When my hubby and I first got married, he would always talk about the importance of not letting a "wedge" get in between us. By that he meant we should talk about things that get stuck in our craw in regard to the other, before they fester and become major issues for one, but are nonexistent to their partner. It seemed like a good idea at the time, and while I try really hard to communicate with Scott when I'm mad/frustrated/irritated/concerned it doesn't always happen due to busy schedules and demanding children. But when we make the effort to communicate about what's bothering us, we can always solve the conflict without a knock-down drag out. Keeping short accounts is also a good practice in relationships with children, friends, parents, siblings--all people as a matter of fact. It really minimizes the misunderstandings and the episodes of conflict (and when you hate conflict as much as I do....anything that lessens the risk, is a GOOD thing.)

The more I thought about it, the more I realized that this could spill over into other areas of my life that I allow to get out of control that then cause serious stress and effort getting them back under wraps.

Like my house. True confession: I would rather read a book, hang out with my kids, cruise the Internet, or watch FOX news than do housework (okay except cook). Almost always. And there's nothing innately bad with any of those things when the work is done. But lately, I've been making more of an effort to get the dishes all done and put away at the end of each day, pick-up the basement and living room before bed, and put all the laundry away when it's folded, not after it's been in the laundry basket for a week. I'm trying to make things work better too, like wiping down the sink, cleaning the toilet and sweeping the bathroom floor when the kids are in the tub, or folding laundry while I'm talking on the phone--speaker on, to diminish the crink in my neck. Another issue is always the fridge. I've been trying to do a better job of assessing whether or not we will actually eat what's left over, rather than just throwing it in the fridge to get pushed way into the back and become a fertile surface for green fuzz.
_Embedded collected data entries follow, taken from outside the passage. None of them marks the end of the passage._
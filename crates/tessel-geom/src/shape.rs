use crate::generate::{generate_circle, generate_polygon, LINE, RECTANGLE, TRIANGLE};
use crate::{DrawMode, GenerationParams, GeometryError, Point2, ShapeKind};

/// A built-in shape together with whatever it needs to produce its geometry.
///
/// Fixed shapes carry nothing; generated shapes carry their parameters.
#[derive(Debug, Copy, Clone, PartialEq)]
pub enum Shape {
    Triangle,
    Rectangle,
    Line,
    Circle(GenerationParams),
    Polygon(GenerationParams),
}

impl Shape {
    /// Builds the shape for `kind`. `params` is used only by circle and polygon.
    pub fn from_kind(kind: ShapeKind, params: GenerationParams) -> Self {
        match kind {
            ShapeKind::Triangle => Shape::Triangle,
            ShapeKind::Rectangle => Shape::Rectangle,
            ShapeKind::Line => Shape::Line,
            ShapeKind::Circle => Shape::Circle(params),
            ShapeKind::Polygon => Shape::Polygon(params),
        }
    }

    pub fn kind(&self) -> ShapeKind {
        match self {
            Shape::Triangle => ShapeKind::Triangle,
            Shape::Rectangle => ShapeKind::Rectangle,
            Shape::Line => ShapeKind::Line,
            Shape::Circle(_) => ShapeKind::Circle,
            Shape::Polygon(_) => ShapeKind::Polygon,
        }
    }

    #[inline]
    pub fn draw_mode(&self) -> DrawMode {
        self.kind().draw_mode()
    }

    /// Number of vertices [`Self::vertices`] produces, known without generating them.
    pub fn vertex_count(&self) -> usize {
        match self {
            Shape::Triangle => TRIANGLE.len(),
            Shape::Rectangle => RECTANGLE.len(),
            Shape::Line => LINE.len(),
            // Center, `n` ring samples and the repeated seam sample.
            Shape::Circle(p) => (p.segments() as usize).saturating_add(2),
            Shape::Polygon(p) => p.segments() as usize,
        }
    }

    /// Produces the shape's ordered vertex sequence.
    pub fn vertices(&self) -> Result<Vec<Point2>, GeometryError> {
        match self {
            Shape::Triangle => Ok(TRIANGLE.to_vec()),
            Shape::Rectangle => Ok(RECTANGLE.to_vec()),
            Shape::Line => Ok(LINE.to_vec()),
            Shape::Circle(p) => generate_circle(p.center(), p.radius(), p.segments()),
            Shape::Polygon(p) => generate_polygon(p.center(), p.radius(), p.segments()),
        }
    }
}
I'm not a perfect house keeper, by any means, but by doing a little bit every day, it has made it a lot easier when it's time for friends to come over, and it's a lot less stressful to live in a place that's not just a mess everywhere I look.

My bookkeeping, both home and ranch, has also been the target of my "short accounting". I have been downloading and balancing statements monthly, rather than quarterly, and it has cut the process down to about a 10 minute job per account. I'm not a natural when it comes to bookwork, so less time tied to the Quickbooks software and checking account is a bonus!

Last fall, I made myself go out on a blustery day before a cold front hit in October to clean out my flour beds, till my garden and rake leaves. I wasn't thinking about it at the time, but it has made my spring work load considerably lighter! It's never fun to clip off the dead branches of once-beautiful flowers and throw the pricey petunias and other annual plants away. But now the beds are looking at me expectantly waiting for their new occupants, and I'm excited to get everything situated.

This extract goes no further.